In his recently published “Butterfly in the Typewriter: The Brilliant and Tragic Life of John Kennedy Toole,” MacLauchlin offers an in-depth look at who Toole was—his personality, his quirks, his wit and his genius.
“Toole was really drawn to people. He was someone that would walk into a room, observe someone and in a few minutes could impersonate them, even mimic their facial expressions,” said MacLauchlin.
For MacLauchlin the path that would ultimately lead to “Butterfly” began about 10 years ago when he visited New Orleans for a conference.
“I absorbed the city,” he said.
Future trips would include taking groups of his Hampton Roads Academy students there to help clean up in some of the worst damaged areas after Katrina.
The connection to Toole is that he was born and raised in New Orleans.
The city’s character, its unique absurdities, irony, and tainted morals and ethics would all be important to Toole.
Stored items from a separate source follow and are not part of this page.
//! Failure-injecting fixtures.
//!
//! - [`FailingWriter`]: output sink that fails after N writes.
//! - [`LeakyBody`]: program body that declares slots and never frees them.
//! - [`FailingBody`]: program body that declares slots, then fails.

use std::fmt;
use std::io::{self, Write};
use std::sync::atomic::{AtomicUsize, Ordering};

use pysq_core::PrimitiveType;
use pysq_runtime::{ProgramBody, VariableTable};

/// Accepts `succeed_count` writes, then fails every write and flush.
///
/// Successful writes are captured and can be inspected with
/// [`written`](FailingWriter::written).
pub struct FailingWriter {
    pub succeed_count: usize,
    call_count: AtomicUsize,
    buf: Vec<u8>,
}

impl FailingWriter {
    pub fn new(succeed_count: usize) -> Self {
        Self {
            succeed_count,
            call_count: AtomicUsize::new(0),
            buf: Vec::new(),
        }
    }

    /// How many times `write()` has been called.
    pub fn calls(&self) -> usize {
        self.call_count.load(Ordering::Relaxed)
    }

    pub fn written(&self) -> &[u8] {
        &self.buf
    }

    fn exhausted(&self) -> bool {
        self.calls() > self.succeed_count
    }
}

impl Write for FailingWriter {
    fn write(&mut self, data: &[u8]) -> io::Result<usize> {
        let n = self.call_count.fetch_add(1, Ordering::Relaxed);
        if n >= self.succeed_count {
            return Err(io::Error::new(io::ErrorKind::BrokenPipe, "deliberate write failure"));
        }
        self.buf.extend_from_slice(data);
        Ok(data.len())
    }

    fn flush(&mut self) -> io::Result<()> {
        if self.exhausted() {
            return Err(io::Error::new(io::ErrorKind::BrokenPipe, "deliberate flush failure"));
        }
        Ok(())
    }
}

/// Declares `int` slots `0..count` and returns without freeing them.
pub struct LeakyBody {
    pub count: usize,
}

impl ProgramBody for LeakyBody {
    type Error = pysq_core::TableError;

    fn run(&mut self, table: &mut VariableTable, _out: &mut dyn Write) -> Result<(), Self::Error> {
        for index in 0..self.count {
            table.create_variable(index, PrimitiveType::Int.slot_size())?;
        }
        Ok(())
    }
}

/// Error returned by [`FailingBody`].
#[derive(Debug, PartialEq, Eq)]
pub struct DeliberateFailure {
    pub after: usize,
}

impl fmt::Display for DeliberateFailure {
    fn fmt(&self, f: &mut fmt::Formatter<'_>) -> fmt::Result {
        write!(f, "deliberate failure after {} declarations", self.after)
    }
}

/// Declares `int` slots `0..count`, then fails.
pub struct FailingBody {
    pub count: usize,
}

impl ProgramBody for FailingBody {
    type Error = DeliberateFailure;

    fn run(&mut self, table: &mut VariableTable, _out: &mut dyn Write) -> Result<(), Self::Error> {
        for index in 0..self.count {
            if table
                .create_variable(index, PrimitiveType::Int.slot_size())
                .is_err()
            {
                break;
            }
        }
        Err(DeliberateFailure { after: self.count })
    }
}
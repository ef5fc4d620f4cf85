//! C back end.
//!
//! Renders each statement as one C statement and splices the result into
//! the `main.c` template at the `// %main` marker. The generated program
//! calls the pysq-ffi C ABI, so the template supplies the cleanup call and
//! the `return (0);`.

use crate::ast::{Expr, Module, Stmt};

/// The default `main.c` template.
pub const MAIN_TEMPLATE: &str = include_str!("../templates/main.c");

/// Marker line the body replaces.
pub const BODY_MARKER: &str = "// %main";

const INDENT: &str = "    ";

/// Taken when a slot is still empty after `pysq_create_variable`: release
/// what was allocated so far and exit non-zero.
const ALLOC_FAILED: &str = "pysq_cleanup(NULL); return (1);";

/// Emit a full C translation unit for `module` using the default template.
pub fn emit_c(module: &Module) -> String {
    emit_c_with_template(module, MAIN_TEMPLATE)
}

/// Emit C for `module` into a caller-supplied template.
///
/// Every occurrence of [`BODY_MARKER`] is replaced by the body. A template
/// without the marker is returned unchanged.
pub fn emit_c_with_template(module: &Module, template: &str) -> String {
    let body = emit_body(module);
    template.replace(BODY_MARKER, &body)
}

/// Emit only the statement list, one statement per line, joined with the
/// template's body indentation.
pub fn emit_body(module: &Module) -> String {
    let lines: Vec<String> = module.statements.iter().map(statement).collect();
    if lines.is_empty() {
        return "// (empty program)".to_string();
    }
    lines.join(&format!("\n{INDENT}"))
}

fn statement(stmt: &Stmt) -> String {
    match stmt {
        Stmt::Assignation { var, value, .. } => format!(
            "pysq_create_variable({id}, {size});\n{INDENT}\
             if (pysq_variable_ptr({id}) == NULL) {{ {bail} }}\n{INDENT}\
             {slot} = {value};",
            id = var.id,
            size = var.ty.slot_size(),
            bail = ALLOC_FAILED,
            slot = slot_lvalue(var.id.0),
            value = expr(value),
        ),
        Stmt::Expr(e) => format!("{};", expr(e)),
    }
}

fn expr(e: &Expr) -> String {
    match e {
        Expr::Int { value, .. } => int_literal(*value),
        Expr::VariableRead { var, .. } => format!("({})", slot_lvalue(var.id.0)),
        Expr::FunctionCall { builtin, args, .. } => {
            let args: Vec<String> = args.iter().map(expr).collect();
            format!("{}({})", builtin.c_symbol(), args.join(", "))
        }
    }
}

fn slot_lvalue(id: u32) -> String {
    format!("*((int*)pysq_variable_ptr({id}))")
}

// `-2147483648` is unary minus applied to a literal that does not fit in
// an int, so the minimum is spelled as an expression.
fn int_literal(value: i32) -> String {
    if value == i32::MIN {
        "(-2147483647 - 1)".to_string()
    } else if value < 0 {
        format!("({value})")
    } else {
        value.to_string()
    }
}
//! Source locations.

use std::fmt;

/// Location of a token in the source text.
///
/// `line` and `column` are 1-based for display; `offset` and `len` are
/// byte positions for diagnostics that label the source.
#[derive(Clone, Copy, Debug, Default, PartialEq, Eq, Hash)]
pub struct Span {
    /// 1-based line number.
    pub line: usize,
    /// 1-based column (in characters).
    pub column: usize,
    /// Byte offset of the first character.
    pub offset: usize,
    /// Length in bytes.
    pub len: usize,
}

impl Span {
    /// Byte range covered by this span.
    pub fn range(&self) -> std::ops::Range<usize> {
        self.offset..self.offset + self.len
    }
}

impl fmt::Display for Span {
    fn fmt(&self, f: &mut fmt::Formatter<'_>) -> fmt::Result {
        write!(f, "{}:{}", self.line, self.column)
    }
}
And in “Confederacy,” Toole accomplished what no other artist had done. As a recent documentary about the author pointed out, he “cracked the code and revealed the very essence of what it means to be” in the city.
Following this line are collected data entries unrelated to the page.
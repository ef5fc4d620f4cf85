//! Front end and back ends for the py-squared language.
//!
//! ```text
//! source ─ lexer ─▶ tokens ─ parser ─▶ Module ─┬─ codegen ─▶ C translation unit
//!                           (VariableRegistry) └─ lower ───▶ Program ─ interp ─▶ VariableTable
//! ```
//!
//! The parser resolves every name against a [`VariableRegistry`] sized to
//! the target runtime table, so both back ends work on a fully checked
//! tree: the C emitter targets the `pysq-ffi` C ABI, and the interpreter
//! runs the same program in-process through
//! [`pysq_runtime::execute`].
//!
//! # Example
//!
//! ```rust
//! use pysq_compiler::{compile, Program};
//! use pysq_runtime::{execute, TableConfig, VariableTable};
//!
//! let module = compile("x: int = 5\nprint(x)").unwrap();
//! let mut program = Program::lower(&module);
//! let mut table = VariableTable::new(TableConfig::default()).unwrap();
//! let mut out = Vec::new();
//! let report = execute(&mut program, &mut table, &mut out);
//! assert_eq!(report.exit_code(), 0);
//! assert_eq!(out, b"5\n");
//! ```

#![deny(missing_docs)]
#![deny(rustdoc::broken_intra_doc_links)]
#![forbid(unsafe_code)]

pub mod ast;
pub mod builtin;
pub mod codegen;
pub mod error;
mod interp;
pub mod lexer;
pub mod lower;
pub mod parser;
pub mod span;
pub mod symbols;
pub mod token;

pub use ast::{dump_ast, Expr, Module, Stmt};
pub use builtin::Builtin;
pub use codegen::{emit_c, emit_c_with_template};
pub use error::{CompileError, RuntimeError};
pub use lexer::tokenize;
pub use lower::{Instr, Operand, Program};
pub use parser::Parser;
pub use span::Span;
pub use symbols::{Variable, VariableRegistry};
pub use token::{Token, TokenKind};

use pysq_runtime::TableConfig;

/// Parse `source` for a table of the default capacity.
pub fn compile(source: &str) -> Result<Module, CompileError> {
    compile_for(source, TableConfig::DEFAULT_CAPACITY)
}

/// Parse `source` for a table of `capacity` slots.
pub fn compile_for(source: &str, capacity: usize) -> Result<Module, CompileError> {
    let tokens = tokenize(source)?;
    Parser::new(&tokens, capacity).parse_module()
}
//! Strongly-typed identifiers.

use std::fmt;

/// Identifies a variable slot within a variable table.
///
/// The compiler assigns sequential IDs to declarations, starting at 0;
/// `VariableId(n)` addresses slot `n` of the runtime table.
#[derive(Clone, Copy, Debug, PartialEq, Eq, Hash, PartialOrd, Ord)]
pub struct VariableId(pub u32);

impl VariableId {
    /// The slot index this ID addresses.
    pub fn index(self) -> usize {
        self.0 as usize
    }
}

impl fmt::Display for VariableId {
    fn fmt(&self, f: &mut fmt::Formatter<'_>) -> fmt::Result {
        write!(f, "{}", self.0)
    }
}

impl From<u32> for VariableId {
    fn from(v: u32) -> Self {
        Self(v)
    }
}
//! Variable handles.
//!
//! A [`VariableHandle`] names one specific allocation: the slot index plus
//! the slot's generation at the time the allocation was made. Every release
//! bumps the slot generation, so a handle outliving its allocation is
//! detected in O(1) instead of aliasing whatever the slot holds next.

use std::fmt;

/// Generation-checked reference to a live variable allocation.
#[derive(Clone, Copy, Debug, PartialEq, Eq, Hash)]
#[must_use]
pub struct VariableHandle {
    pub(crate) index: usize,
    pub(crate) generation: u32,
}

impl VariableHandle {
    pub(crate) fn new(index: usize, generation: u32) -> Self {
        Self { index, generation }
    }

    /// The slot this handle points into.
    pub fn index(&self) -> usize {
        self.index
    }

    /// The slot generation when the allocation was made.
    pub fn generation(&self) -> u32 {
        self.generation
    }
}

impl fmt::Display for VariableHandle {
    fn fmt(&self, f: &mut fmt::Formatter<'_>) -> fmt::Result {
        write!(f, "VariableHandle(slot={}, gen={})", self.index, self.generation)
    }
}
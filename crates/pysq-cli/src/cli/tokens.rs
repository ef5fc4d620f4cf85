use std::io::Write;
use std::path::Path;

use pysq_compiler::tokenize;

use super::{read_source, write_failed};
use crate::error::{Error, Result};

/// Run the tokens subcommand: one token per line, ending with `Eof`
pub fn tokens(input: &Path, out: &mut dyn Write) -> Result<()> {
    let source = read_source(input)?;
    let path = input.display().to_string();
    let tokens = tokenize(&source).map_err(|e| Error::compile(&path, &source, &e))?;
    for token in &tokens {
        writeln!(out, "{token}").map_err(|e| write_failed("<stdout>", e))?;
    }
    Ok(())
}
MacLauchlin’s book takes you on journey through Toole’s life, his education, his work as a teacher, his time in the army and his drive to become a published writer.
After reading the biography, Fredericksburg art dealer Joel Fletcher found that he “felt like I knew Ken [Toole] better than before.”
A very good endorsement given Fletcher was by one of Toole’s close friends, and himself the author of “Ken and Thelma,” a memoir detailing Fletcher’s relationship with the Tooles.
MacLauchlin’s book has received mixed reviews elsewhere with some pointing out a lack of “Confederacy” being there.
“I wasn’t focusing on the book,” said MacLauchlin.
Toole was more than the bright, yet troubled author who writes a masterpiece, then commits suicide after slowly sliding into deep depression and paranoia.
MacLauchlin looks for and finds Toole’s personality. He shows us someone who was fun to be around. Someone with close friends and family whom he “touched with his tenderness and humor.
In so doing MacLauchlin has succeeded in progressing the story of Toole and his work.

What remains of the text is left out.